[SERVER-2113] repeatable server crash (fixed by --repair) Created: 17/Nov/10 Updated: 29/May/12 Resolved: 02/Sep/11 |
|
| Status: | Closed |
| Project: | Core Server |
| Component/s: | None |
| Affects Version/s: | None |
| Fix Version/s: | None |
| Type: | Bug | Priority: | Major - P3 |
| Reporter: | Drew Perttula | Assignee: | Unassigned |
| Resolution: | Incomplete | Votes: | 0 |
| Labels: | None | ||
| Remaining Estimate: | Not Specified | ||
| Time Spent: | Not Specified | ||
| Original Estimate: | Not Specified | ||
| Environment: |
1.6.3 64bit ubuntu linux |
||
| Operating System: | ALL |
| Participants: |
| Description |
|
FYI, I was getting this crash when my {t: {$gte: someTime}} query was at just the wrong time, i.e. when a certain document was going to be in the result set. I tried --repair, and while the first attempt froze my whole machine during indexing (bad disk? power?), a successful --repair run seems to have fixed the problem. Tue Nov 16 23:25:24 Backtrace: Tue Nov 16 23:25:24 dbexit: |
| Comments |
| Comment by Eliot Horowitz (Inactive) [ 02/Sep/11 ] |
|
Just a note that for this setup you probably want to run with journalling |
| Comment by Drew Perttula [ 21/Nov/10 ] |
|
I have nothing auto-removing lock files.
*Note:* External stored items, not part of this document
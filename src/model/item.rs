//! Content items and their system metadata.

use chrono::{DateTime, Utc};
use serde::{Deserialize, Serialize};
use serde_json::{Map, Value};

use super::element::{Asset, Element, ElementValue};
use super::graph::GraphId;
use super::keyed::KeyedMap;

/// Identity and classification metadata of a content item.
#[derive(Debug, Clone, Default, PartialEq, Serialize, Deserialize)]
pub struct System {
    /// Opaque item id.
    #[serde(default)]
    pub id: String,
    /// Display name.
    #[serde(default)]
    pub name: String,
    pub codename: String,
    /// Language tag.
    #[serde(default)]
    pub language: String,
    /// Content-type tag.
    #[serde(rename = "type")]
    pub content_type: String,
    #[serde(default, skip_serializing_if = "Option::is_none")]
    pub collection: Option<String>,
    #[serde(default)]
    pub sitemap_locations: Vec<String>,
    #[serde(default)]
    pub last_modified: Option<DateTime<Utc>>,
    #[serde(default, skip_serializing_if = "Option::is_none")]
    pub workflow_step: Option<String>,
}

impl System {
    pub fn new(codename: impl Into<String>, content_type: impl Into<String>) -> Self {
        let codename = codename.into();
        Self {
            name: codename.clone(),
            codename,
            content_type: content_type.into(),
            ..Default::default()
        }
    }
}

/// One content entry: metadata plus an ordered map of elements.
///
/// Items are immutable once decoded; the only wiring applied afterwards is the
/// owning-graph id and the elements' owning-item codename, set by
/// [`ContentGraph::attach`](super::graph::ContentGraph::attach).
#[derive(Debug, Clone, PartialEq, Serialize, Deserialize)]
pub struct ContentItem {
    system: System,
    #[serde(default)]
    elements: KeyedMap<Element>,
    #[serde(skip)]
    graph: Option<GraphId>,
}

impl ContentItem {
    pub fn new(system: System, elements: impl IntoIterator<Item = Element>) -> Self {
        let elements = elements
            .into_iter()
            .map(|e| (e.codename().to_string(), e))
            .collect();
        Self {
            system,
            elements,
            graph: None,
        }
    }

    pub fn system(&self) -> &System {
        &self.system
    }

    pub fn codename(&self) -> &str {
        &self.system.codename
    }

    /// Content-type tag from the system block.
    pub fn content_type(&self) -> &str {
        &self.system.content_type
    }

    pub fn elements(&self) -> &KeyedMap<Element> {
        &self.elements
    }

    pub fn element(&self, codename: &str) -> Option<&Element> {
        self.elements.get(codename)
    }

    /// Graph this item was attached to, if any.
    pub fn graph_id(&self) -> Option<GraphId> {
        self.graph
    }

    /// Text value of a text-shaped element. Absent when the element is
    /// missing or holds a non-text variant.
    pub fn text_value(&self, codename: &str) -> Option<&str> {
        self.element(codename).and_then(|e| e.value().as_text())
    }

    /// Assets of an asset element. Empty when the element is missing or holds
    /// another variant.
    pub fn asset_list(&self, codename: &str) -> &[Asset] {
        match self.element(codename).map(Element::value) {
            Some(ElementValue::AssetList { value }) => value,
            _ => &[],
        }
    }

    /// Flat JSON view used as a template model: `system` plus every element
    /// value keyed by codename.
    pub fn to_template_value(&self) -> Value {
        let mut map = Map::new();
        map.insert(
            "system".to_string(),
            serde_json::to_value(&self.system).unwrap_or(Value::Null),
        );
        for (codename, element) in self.elements.iter() {
            map.insert(codename.to_string(), element_json(element.value()));
        }
        Value::Object(map)
    }

    pub(crate) fn attach(&mut self, graph: GraphId) {
        self.graph = Some(graph);
        let owner = self.system.codename.clone();
        for (key, element) in self.elements.iter_mut() {
            element.attach(key, &owner, graph);
        }
    }

    /// Copy of this item with the given elements swapped in by codename.
    pub(crate) fn with_elements(&self, replaced: Vec<Element>) -> Self {
        let mut copy = self.clone();
        for element in replaced {
            copy.elements.insert(element.codename().to_string(), element);
        }
        copy
    }
}

fn element_json(value: &ElementValue) -> Value {
    match value {
        ElementValue::Text { value } | ElementValue::UrlSlug { value } => {
            Value::String(value.clone())
        }
        ElementValue::RichText(rich) => Value::String(rich.value.clone()),
        ElementValue::Number { value } => value
            .map(|d| Value::String(d.to_string()))
            .unwrap_or(Value::Null),
        ElementValue::DateTime { value } => value
            .map(|d| Value::String(d.to_rfc3339()))
            .unwrap_or(Value::Null),
        ElementValue::MultipleChoice { value, .. } => {
            serde_json::to_value(value).unwrap_or(Value::Null)
        }
        ElementValue::AssetList { value } => serde_json::to_value(value).unwrap_or(Value::Null),
        ElementValue::LinkedItemList { value } => {
            serde_json::to_value(value).unwrap_or(Value::Null)
        }
        ElementValue::Taxonomy { value, .. } => serde_json::to_value(value).unwrap_or(Value::Null),
    }
}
When we get leftover lock files, we usually run repair. But the crash shown in this ticket never left a lock file. "mongod --dbpath /db --port 11021" would get autorestarted and be back up within a second or two. |
| Comment by Eliot Horowitz (Inactive) [ 21/Nov/10 ] |
|
After a crash until 1.8 you have to run --repair. |
| Comment by Drew Perttula [ 21/Nov/10 ] |
|
Nope. I don't have separate startup commands for 'normal' and 'after a crash', so I didn't include --repair since it would slow down all the normal startups. |
| Comment by Eliot Horowitz (Inactive) [ 18/Nov/10 ] |
|
Does the automatic restarter run --repair? |
| Comment by Drew Perttula [ 18/Nov/10 ] |
|
I'm not exactly sure what you mean. The system was crashing a lot over the weekend for unrelated reasons (attempted hardware upgrades). Since I run mongod under supervisord with automatic restarts, even total mongod crashes like the above are actually pretty unnoticeable to me unless I go digging. I think the crashes had been happening every 30 minutes for more than a day by the time I started investigating why my one query always seemed to fail with "could not find master/primary". I mostly posted this trace so you could notice if you were getting a lot of reports in that one method, or if the bug was obvious enough that it could be fixed just from the trace. I don't think there's much to be done about my particular situation. Sorry I didn't clone the corrupt db before the repair. |
| Comment by Eliot Horowitz (Inactive) [ 17/Nov/10 ] |
|
Had this system/mongod ever crashed without a full repair before? |